### THE INPUT
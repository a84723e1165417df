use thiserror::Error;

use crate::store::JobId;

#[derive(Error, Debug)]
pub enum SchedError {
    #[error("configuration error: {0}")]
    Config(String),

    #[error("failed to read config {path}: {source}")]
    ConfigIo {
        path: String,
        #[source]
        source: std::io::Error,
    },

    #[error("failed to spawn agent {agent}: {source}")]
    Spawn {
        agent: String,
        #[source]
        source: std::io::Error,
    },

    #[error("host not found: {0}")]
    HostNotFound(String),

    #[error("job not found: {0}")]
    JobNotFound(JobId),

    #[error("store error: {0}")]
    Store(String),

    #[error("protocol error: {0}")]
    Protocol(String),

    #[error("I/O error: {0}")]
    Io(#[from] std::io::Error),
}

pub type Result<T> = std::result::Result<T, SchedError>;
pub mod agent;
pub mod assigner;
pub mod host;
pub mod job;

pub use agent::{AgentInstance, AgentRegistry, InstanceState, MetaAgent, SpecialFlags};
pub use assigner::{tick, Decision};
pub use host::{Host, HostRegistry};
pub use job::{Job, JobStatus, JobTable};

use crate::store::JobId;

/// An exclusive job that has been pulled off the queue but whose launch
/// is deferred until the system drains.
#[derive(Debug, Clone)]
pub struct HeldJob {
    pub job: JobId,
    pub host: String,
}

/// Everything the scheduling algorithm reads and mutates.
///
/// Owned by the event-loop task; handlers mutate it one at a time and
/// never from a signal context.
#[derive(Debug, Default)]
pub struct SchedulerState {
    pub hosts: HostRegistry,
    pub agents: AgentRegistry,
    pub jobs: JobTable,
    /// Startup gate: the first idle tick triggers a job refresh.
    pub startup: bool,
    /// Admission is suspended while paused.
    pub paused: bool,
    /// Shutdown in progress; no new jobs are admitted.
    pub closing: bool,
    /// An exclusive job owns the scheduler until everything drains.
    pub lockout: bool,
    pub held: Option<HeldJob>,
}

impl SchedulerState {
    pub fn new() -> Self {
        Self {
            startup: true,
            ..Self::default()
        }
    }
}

* * *

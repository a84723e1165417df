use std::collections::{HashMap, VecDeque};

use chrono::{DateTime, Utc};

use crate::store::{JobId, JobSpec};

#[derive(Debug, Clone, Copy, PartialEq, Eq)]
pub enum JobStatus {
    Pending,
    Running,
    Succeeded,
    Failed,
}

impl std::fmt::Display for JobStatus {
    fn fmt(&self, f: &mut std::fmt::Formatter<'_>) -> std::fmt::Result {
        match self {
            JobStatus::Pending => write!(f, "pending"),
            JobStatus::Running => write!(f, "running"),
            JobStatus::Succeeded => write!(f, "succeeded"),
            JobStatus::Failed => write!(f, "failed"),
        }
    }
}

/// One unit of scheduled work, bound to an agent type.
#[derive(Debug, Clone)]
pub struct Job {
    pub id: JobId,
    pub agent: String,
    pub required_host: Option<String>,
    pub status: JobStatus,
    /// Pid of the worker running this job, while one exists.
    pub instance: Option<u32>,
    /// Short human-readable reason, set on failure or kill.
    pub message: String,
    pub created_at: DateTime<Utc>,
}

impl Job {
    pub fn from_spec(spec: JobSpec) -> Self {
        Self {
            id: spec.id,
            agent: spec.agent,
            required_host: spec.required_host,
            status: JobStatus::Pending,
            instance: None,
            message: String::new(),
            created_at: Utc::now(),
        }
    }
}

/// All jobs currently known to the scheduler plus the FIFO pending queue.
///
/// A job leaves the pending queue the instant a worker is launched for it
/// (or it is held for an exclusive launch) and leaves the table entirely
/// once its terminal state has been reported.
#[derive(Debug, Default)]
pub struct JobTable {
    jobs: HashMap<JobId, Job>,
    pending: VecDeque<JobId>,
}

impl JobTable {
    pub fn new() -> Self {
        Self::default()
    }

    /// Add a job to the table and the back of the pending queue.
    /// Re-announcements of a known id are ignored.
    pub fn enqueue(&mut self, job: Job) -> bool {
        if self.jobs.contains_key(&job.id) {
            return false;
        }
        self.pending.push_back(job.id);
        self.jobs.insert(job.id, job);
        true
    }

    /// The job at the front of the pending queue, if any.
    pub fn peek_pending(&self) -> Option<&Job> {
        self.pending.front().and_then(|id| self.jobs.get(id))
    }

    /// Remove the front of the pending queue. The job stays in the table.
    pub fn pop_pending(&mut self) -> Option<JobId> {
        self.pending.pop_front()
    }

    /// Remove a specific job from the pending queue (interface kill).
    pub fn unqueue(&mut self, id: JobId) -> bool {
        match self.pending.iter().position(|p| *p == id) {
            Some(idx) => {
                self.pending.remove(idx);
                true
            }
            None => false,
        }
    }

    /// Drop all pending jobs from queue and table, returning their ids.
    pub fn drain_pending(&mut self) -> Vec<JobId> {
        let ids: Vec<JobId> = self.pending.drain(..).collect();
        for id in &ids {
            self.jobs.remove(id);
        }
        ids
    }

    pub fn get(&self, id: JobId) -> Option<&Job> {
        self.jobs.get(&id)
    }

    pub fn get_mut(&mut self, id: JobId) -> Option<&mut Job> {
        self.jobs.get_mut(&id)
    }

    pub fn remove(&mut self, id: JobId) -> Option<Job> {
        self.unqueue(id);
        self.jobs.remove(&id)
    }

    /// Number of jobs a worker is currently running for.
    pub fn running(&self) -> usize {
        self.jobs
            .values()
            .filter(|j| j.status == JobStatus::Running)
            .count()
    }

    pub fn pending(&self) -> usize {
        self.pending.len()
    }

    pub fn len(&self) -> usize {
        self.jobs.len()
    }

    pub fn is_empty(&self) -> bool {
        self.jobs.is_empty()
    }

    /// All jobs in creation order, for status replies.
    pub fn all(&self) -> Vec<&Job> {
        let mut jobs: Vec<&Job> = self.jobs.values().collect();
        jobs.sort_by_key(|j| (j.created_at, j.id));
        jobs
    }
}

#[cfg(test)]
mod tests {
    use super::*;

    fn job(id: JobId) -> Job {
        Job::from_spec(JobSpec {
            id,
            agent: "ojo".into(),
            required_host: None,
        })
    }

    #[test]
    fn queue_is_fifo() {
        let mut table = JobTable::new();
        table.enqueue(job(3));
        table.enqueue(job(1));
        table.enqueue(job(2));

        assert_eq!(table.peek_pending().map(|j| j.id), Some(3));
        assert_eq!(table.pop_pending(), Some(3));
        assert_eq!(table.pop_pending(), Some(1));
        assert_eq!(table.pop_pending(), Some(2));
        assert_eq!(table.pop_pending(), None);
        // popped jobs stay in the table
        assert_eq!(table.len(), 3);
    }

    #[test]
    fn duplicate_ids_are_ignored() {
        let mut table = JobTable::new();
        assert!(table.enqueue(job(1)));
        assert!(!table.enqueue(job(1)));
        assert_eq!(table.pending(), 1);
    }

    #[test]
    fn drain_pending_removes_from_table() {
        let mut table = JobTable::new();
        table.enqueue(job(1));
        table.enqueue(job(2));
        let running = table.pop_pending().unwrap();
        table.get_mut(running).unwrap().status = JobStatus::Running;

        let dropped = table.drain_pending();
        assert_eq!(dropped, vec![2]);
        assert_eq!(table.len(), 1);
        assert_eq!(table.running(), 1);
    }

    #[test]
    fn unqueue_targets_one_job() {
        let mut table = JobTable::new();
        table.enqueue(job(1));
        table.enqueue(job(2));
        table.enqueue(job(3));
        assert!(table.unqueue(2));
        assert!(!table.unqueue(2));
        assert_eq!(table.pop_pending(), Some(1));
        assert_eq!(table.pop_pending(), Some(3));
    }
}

---

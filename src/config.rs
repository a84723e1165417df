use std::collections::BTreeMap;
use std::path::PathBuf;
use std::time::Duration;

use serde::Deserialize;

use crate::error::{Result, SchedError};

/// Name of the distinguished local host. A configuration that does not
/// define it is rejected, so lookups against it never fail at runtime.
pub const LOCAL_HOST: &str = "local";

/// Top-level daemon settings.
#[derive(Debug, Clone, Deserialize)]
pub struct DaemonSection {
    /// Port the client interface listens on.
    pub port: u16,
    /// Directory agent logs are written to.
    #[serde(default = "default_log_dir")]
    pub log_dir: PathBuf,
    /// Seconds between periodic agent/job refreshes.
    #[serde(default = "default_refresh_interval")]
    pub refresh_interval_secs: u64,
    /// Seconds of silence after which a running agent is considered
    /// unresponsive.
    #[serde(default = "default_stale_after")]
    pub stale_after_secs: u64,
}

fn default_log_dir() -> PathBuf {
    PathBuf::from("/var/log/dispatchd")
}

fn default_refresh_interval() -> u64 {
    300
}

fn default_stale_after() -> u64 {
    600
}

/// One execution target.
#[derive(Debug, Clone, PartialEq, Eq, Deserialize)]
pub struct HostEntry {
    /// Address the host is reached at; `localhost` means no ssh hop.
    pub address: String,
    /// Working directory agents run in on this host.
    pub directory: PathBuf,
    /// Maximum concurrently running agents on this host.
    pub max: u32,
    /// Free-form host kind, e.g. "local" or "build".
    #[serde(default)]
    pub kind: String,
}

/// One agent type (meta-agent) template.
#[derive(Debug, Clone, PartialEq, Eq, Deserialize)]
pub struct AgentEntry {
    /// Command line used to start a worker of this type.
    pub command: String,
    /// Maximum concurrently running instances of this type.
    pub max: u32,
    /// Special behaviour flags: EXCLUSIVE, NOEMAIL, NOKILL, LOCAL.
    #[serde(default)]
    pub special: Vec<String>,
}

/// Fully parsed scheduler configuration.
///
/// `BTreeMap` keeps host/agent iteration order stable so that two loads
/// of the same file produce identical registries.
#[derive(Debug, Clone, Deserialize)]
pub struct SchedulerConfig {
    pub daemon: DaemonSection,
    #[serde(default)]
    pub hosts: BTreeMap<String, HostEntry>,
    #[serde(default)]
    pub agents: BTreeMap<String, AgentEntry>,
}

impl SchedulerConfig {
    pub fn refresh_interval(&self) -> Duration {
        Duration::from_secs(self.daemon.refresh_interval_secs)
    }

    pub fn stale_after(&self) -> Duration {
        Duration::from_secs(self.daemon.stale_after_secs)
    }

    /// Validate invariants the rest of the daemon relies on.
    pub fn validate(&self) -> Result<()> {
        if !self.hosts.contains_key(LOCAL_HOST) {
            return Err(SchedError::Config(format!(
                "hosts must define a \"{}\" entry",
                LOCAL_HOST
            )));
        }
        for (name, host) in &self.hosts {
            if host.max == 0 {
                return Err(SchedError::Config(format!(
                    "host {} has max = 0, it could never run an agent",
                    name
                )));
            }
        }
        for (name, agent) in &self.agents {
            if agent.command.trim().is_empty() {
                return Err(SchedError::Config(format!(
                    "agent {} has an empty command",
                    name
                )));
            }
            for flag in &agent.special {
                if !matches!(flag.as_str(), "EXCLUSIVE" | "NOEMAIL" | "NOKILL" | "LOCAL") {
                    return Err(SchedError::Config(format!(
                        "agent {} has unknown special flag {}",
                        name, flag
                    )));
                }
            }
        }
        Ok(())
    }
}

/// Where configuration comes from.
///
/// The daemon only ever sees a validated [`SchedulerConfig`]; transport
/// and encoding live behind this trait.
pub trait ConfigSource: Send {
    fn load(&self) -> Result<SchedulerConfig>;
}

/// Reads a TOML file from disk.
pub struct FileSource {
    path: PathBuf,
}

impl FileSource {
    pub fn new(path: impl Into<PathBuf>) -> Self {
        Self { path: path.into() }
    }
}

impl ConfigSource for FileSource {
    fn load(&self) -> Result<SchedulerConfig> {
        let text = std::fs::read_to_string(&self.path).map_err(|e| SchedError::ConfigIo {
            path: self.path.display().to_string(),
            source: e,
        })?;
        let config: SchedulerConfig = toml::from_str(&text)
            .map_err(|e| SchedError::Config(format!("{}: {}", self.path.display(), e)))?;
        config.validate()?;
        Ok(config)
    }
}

### WHAT YOU NEED TO DO
Would you print exactly and only the lines of the material above that run from the line with "interface listens on." through the line with "fn default_refresh_interval() ->", both included?

### ANSWER TO THIS PROBLEM
    /// Port the client interface listens on.
    pub port: u16,
    /// Directory agent logs are written to.
    #[serde(default = "default_log_dir")]
    pub log_dir: PathBuf,
    /// Seconds between periodic agent/job refreshes.
    #[serde(default = "default_refresh_interval")]
    pub refresh_interval_secs: u64,
    /// Seconds of silence after which a running agent is considered
    /// unresponsive.
    #[serde(default = "default_stale_after")]
    pub stale_after_secs: u64,
}

fn default_log_dir() -> PathBuf {
    PathBuf::from("/var/log/dispatchd")
}

fn default_refresh_interval() -> u64 {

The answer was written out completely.